# [WHAT IS EXPECTED]
Every line from the beginning of the data through the line containing "sign change, the" should be reproduced exactly, and no further lines should be output.

============================================================

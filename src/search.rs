//! # Generic root search
//!
//! [`search`] finds the instant at which a scalar function of time crosses zero going upward,
//! inside a window `[t1, t2]` that is assumed to contain at most one such crossing.
//!
//! ## Overview
//!
//! Each iteration samples the midpoint and fits a parabola through `f(t1)`, `f(tmid)` and
//! `f(t2)` on a normalized `[-1, +1]` axis:
//!
//! 1. if the parabola has exactly one root inside the window, the function is evaluated there;
//!    when the derivative-scaled error is below tolerance that instant is returned,
//! 2. otherwise, if a window ten times tighter around the candidate still straddles an ascending
//!    sign change, the search continues on that window,
//! 3. otherwise the half containing the sign change is kept (bisection).
//!
//! The search ends with `Ok(None)` when neither half changes sign, and with
//! [`OrreryError::NonConvergence`] after `iter_limit` iterations.
use log::trace;

use crate::constants::SECONDS_PER_DAY;
use crate::orrery_errors::OrreryError;
use crate::time::Instant;

/// Tuning of [`search`].
#[derive(Debug, Clone, Copy, PartialEq)]
pub struct SearchOptions {
    /// Time resolution of the answer, in seconds
    pub dt_tolerance_seconds: f64,
    /// Already known `f(t1)`, saves one evaluation
    pub init_f1: Option<f64>,
    /// Maximum number of iterations
    pub iter_limit: usize,
}

impl Default for SearchOptions {
    fn default() -> Self {
        SearchOptions {
            dt_tolerance_seconds: 1.0,
            init_f1: None,
            iter_limit: 20,
        }
    }
}

impl SearchOptions {
    pub fn builder() -> SearchOptionsBuilder {
        SearchOptionsBuilder::new()
    }
}

/// Builder for [`SearchOptions`], with validation.
#[derive(Debug, Clone, Default)]
pub struct SearchOptionsBuilder {
    options: SearchOptions,
}

impl SearchOptionsBuilder {
    pub fn new() -> Self {
        Self {
            options: SearchOptions::default(),
        }
    }

    pub fn dt_tolerance_seconds(mut self, v: f64) -> Self {
        self.options.dt_tolerance_seconds = v;
        self
    }

    pub fn init_f1(mut self, v: f64) -> Self {
        self.options.init_f1 = Some(v);
        self
    }

    pub fn iter_limit(mut self, v: usize) -> Self {
        self.options.iter_limit = v;
        self
    }

    /// Finalize the options.
    ///
    /// Validation rules
    /// -----------------
    /// * `dt_tolerance_seconds` must be finite and strictly positive.
    /// * `init_f1`, when given, must be finite.
    /// * `iter_limit >= 1`.
    pub fn build(self) -> Result<SearchOptions, OrreryError> {
        let o = &self.options;
        if !(o.dt_tolerance_seconds.is_finite() && o.dt_tolerance_seconds > 0.0) {
            return Err(OrreryError::InvalidParameter(format!(
                "dt_tolerance_seconds must be finite and > 0, got {}",
                o.dt_tolerance_seconds
            )));
        }
        if o.init_f1.is_some_and(|f| !f.is_finite()) {
            return Err(OrreryError::NonFiniteValue("init_f1"));
        }
        if o.iter_limit == 0 {
            return Err(OrreryError::InvalidParameter(
                "iter_limit must be >= 1".into(),
            ));
        }
        Ok(self.options)
    }
}

/// Parabola through `(-1, fa)`, `(0, fm)`, `(+1, fb)` on the axis `t = tm + x·dt`.
///
/// Return
/// ------
/// * `Some((t, df/dt))` at the unique root with `x ∈ [-1, +1]`, `None` when there is no root
///   in range or two of them
fn quad_interp(tm: f64, dt: f64, fa: f64, fm: f64, fb: f64) -> Option<(f64, f64)> {
    let q = (fb + fa) / 2.0 - fm;
    let r = (fb - fa) / 2.0;
    let s = fm;
    let in_range = |x: f64| (-1.0..=1.0).contains(&x);

    let x = if q == 0.0 {
        if r == 0.0 {
            return None;
        }
        let x = -s / r;
        if !in_range(x) {
            return None;
        }
        x
    } else {
        let u = r * r - 4.0 * q * s;
        if u <= 0.0 {
            return None;
        }
        let ru = u.sqrt();
        let x1 = (-r + ru) / (2.0 * q);
        let x2 = (-r - ru) / (2.0 * q);
        match (in_range(x1), in_range(x2)) {
            (true, false) => x1,
            (false, true) => x2,
            _ => return None,
        }
    };
    Some((tm + x * dt, (2.0 * q * x + r) / dt))
}

/// Find the ascending zero crossing of `f` between `t1` and `t2`.
///
/// Arguments
/// ---------
/// * `f`: the function of time, negative before the event and non-negative after it
/// * `t1`, `t2`: the window, `t1` before `t2`
/// * `options`: tolerance, iteration limit and an optional known `f(t1)`
///
/// Return
/// ------
/// * `Ok(Some(t))` with `t` within `dt_tolerance_seconds` of the crossing
/// * `Ok(None)` if the window holds no ascending sign change
/// * `Err(..)` if `f` fails or the iteration limit is reached
///
/// # See also
/// * [`SearchOptions`]
pub fn search<F>(
    mut f: F,
    t1: Instant,
    t2: Instant,
    options: &SearchOptions,
) -> Result<Option<Instant>, OrreryError>
where
    F: FnMut(&Instant) -> Result<f64, OrreryError>,
{
    let dt_days = (options.dt_tolerance_seconds / SECONDS_PER_DAY).abs();
    let mut t1 = t1;
    let mut t2 = t2;
    let mut f1 = match options.init_f1 {
        Some(v) => v,
        None => f(&t1)?,
    };
    let mut f2 = f(&t2)?;
    let mut fmid = 0.0;
    let mut calc_fmid = true;

    for iter in 1..=options.iter_limit {
        let dt = (t2.tt - t1.tt) / 2.0;
        let tmid = t1.add_days(dt);
        if dt.abs() < dt_days {
            return Ok(Some(tmid));
        }

        if calc_fmid {
            fmid = f(&tmid)?;
        } else {
            calc_fmid = true;
        }
        trace!(
            "search iteration {iter}: [{}, {}] f = ({f1:e}, {fmid:e}, {f2:e})",
            t1.ut,
            t2.ut
        );

        if let Some((q_ut, q_df_dt)) = quad_interp(tmid.ut, t2.ut - tmid.ut, f1, fmid, f2) {
            let tq = Instant::from_ut(q_ut)?;
            let fq = f(&tq)?;
            if q_df_dt != 0.0 {
                let dt_guess = (fq / q_df_dt).abs();
                if dt_guess < dt_days {
                    return Ok(Some(tq));
                }
                let dt_guess = 1.2 * dt_guess;
                if dt_guess < dt / 10.0 {
                    let tleft = tq.add_days(-dt_guess);
                    let tright = tq.add_days(dt_guess);
                    let inside = |t: &Instant| (t.ut - t1.ut) * (t.ut - t2.ut) < 0.0;
                    if inside(&tleft) && inside(&tright) {
                        let fleft = f(&tleft)?;
                        let fright = f(&tright)?;
                        if fleft < 0.0 && fright >= 0.0 {
                            f1 = fleft;
                            f2 = fright;
                            t1 = tleft;
                            t2 = tright;
                            fmid = fq;
                            calc_fmid = false;
                            continue;
                        }
                    }
                }
            }
        }

        if f1 < 0.0 && fmid >= 0.0 {
            t2 = tmid;
            f2 = fmid;
        } else if fmid < 0.0 && f2 >= 0.0 {
            t1 = tmid;
            f1 = fmid;
        } else {
            return Ok(None);
        }
    }

    Err(OrreryError::NonConvergence(format!(
        "search did not converge in {} iterations",
        options.iter_limit
    )))
}

#[cfg(test)]
mod search_test {
    use approx::assert_abs_diff_eq;

    use super::*;

    #[test]
    fn test_quad_interp() {
        // f(x) = x - 0.5 sampled at -1, 0, 1
        let (t, slope) = quad_interp(10.0, 2.0, -1.5, -0.5, 0.5).unwrap();
        assert_abs_diff_eq!(t, 11.0, epsilon = 1e-15);
        assert_abs_diff_eq!(slope, 0.5, epsilon = 1e-15);
        // two roots in range
        assert!(quad_interp(0.0, 1.0, 1.0, -1.0, 1.0).is_none());
        // no root
        assert!(quad_interp(0.0, 1.0, 1.0, 2.0, 3.0).is_none());
    }

    #[test]
    fn test_search_sinusoid() {
        let root = 12.345;
        let f = |t: &Instant| Ok(((t.ut - root) * 0.2).sin());
        let found = search(
            f,
            Instant::from_ut(5.0).unwrap(),
            Instant::from_ut(20.0).unwrap(),
            &SearchOptions::default(),
        )
        .unwrap()
        .unwrap();
        assert_abs_diff_eq!(found.ut, root, epsilon = 1.0 / SECONDS_PER_DAY);
    }

    #[test]
    fn test_search_polynomial_fine_tolerance() {
        let f = |t: &Instant| Ok(t.ut.powi(3) - 2.0);
        let options = SearchOptions::builder()
            .dt_tolerance_seconds(0.01)
            .iter_limit(50)
            .build()
            .unwrap();
        let found = search(f, Instant::from_ut(0.0).unwrap(), Instant::from_ut(3.0).unwrap(), &options)
            .unwrap()
            .unwrap();
        assert_abs_diff_eq!(found.ut, 2f64.cbrt(), epsilon = 0.05 / SECONDS_PER_DAY);
    }

    #[test]
    fn test_search_no_sign_change() {
        let f = |t: &Instant| Ok(1.0 + t.ut * t.ut);
        let found = search(
            f,
            Instant::from_ut(-2.0).unwrap(),
            Instant::from_ut(3.0).unwrap(),
            &SearchOptions::default(),
        )
        .unwrap();
        assert!(found.is_none());

        // descending crossing only
        let f = |t: &Instant| Ok(-t.ut);
        let found = search(
            f,
            Instant::from_ut(-1.0).unwrap(),
            Instant::from_ut(1.0).unwrap(),
            &SearchOptions::default(),
        )
        .unwrap();
        assert!(found.is_none());
    }

    #[test]
    fn test_search_propagates_errors() {
        let f = |_: &Instant| Err(OrreryError::ZeroLengthVector);
        let found = search(
            f,
            Instant::from_ut(0.0).unwrap(),
            Instant::from_ut(1.0).unwrap(),
            &SearchOptions::default(),
        );
        assert_eq!(found, Err(OrreryError::ZeroLengthVector));
    }

    #[test]
    fn test_search_iteration_limit() {
        // a step function defeats the parabola, bisection needs ~21 halvings of 15 days
        let f = |t: &Instant| Ok(if t.ut < 7.77 { -1.0 } else { 1.0 });
        let options = SearchOptions::builder().iter_limit(3).build().unwrap();
        let found = search(f, Instant::from_ut(0.0).unwrap(), Instant::from_ut(15.0).unwrap(), &options);
        assert!(matches!(found, Err(OrreryError::NonConvergence(_))));
    }

    #[test]
    fn test_options_validation() {
        assert_eq!(SearchOptions::builder().build().unwrap(), SearchOptions::default());
        assert!(SearchOptions::builder().dt_tolerance_seconds(0.0).build().is_err());
        assert!(SearchOptions::builder().iter_limit(0).build().is_err());
        assert!(SearchOptions::builder().init_f1(f64::NAN).build().is_err());
    }
}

============================================================

# [SOLUTION TO THIS TASK]
filename src/search.rs
//! # Generic root search
//!
//! [`search`] finds the instant at which a scalar function of time crosses zero going upward,
//! inside a window `[t1, t2]` that is assumed to contain at most one such crossing.
//!
//! ## Overview
//!
//! Each iteration samples the midpoint and fits a parabola through `f(t1)`, `f(tmid)` and
//! `f(t2)` on a normalized `[-1, +1]` axis:
//!
//! 1. if the parabola has exactly one root inside the window, the function is evaluated there;
//!    when the derivative-scaled error is below tolerance that instant is returned,
//! 2. otherwise, if a window ten times tighter around the candidate still straddles an ascending
//!    sign change, the search continues on that window,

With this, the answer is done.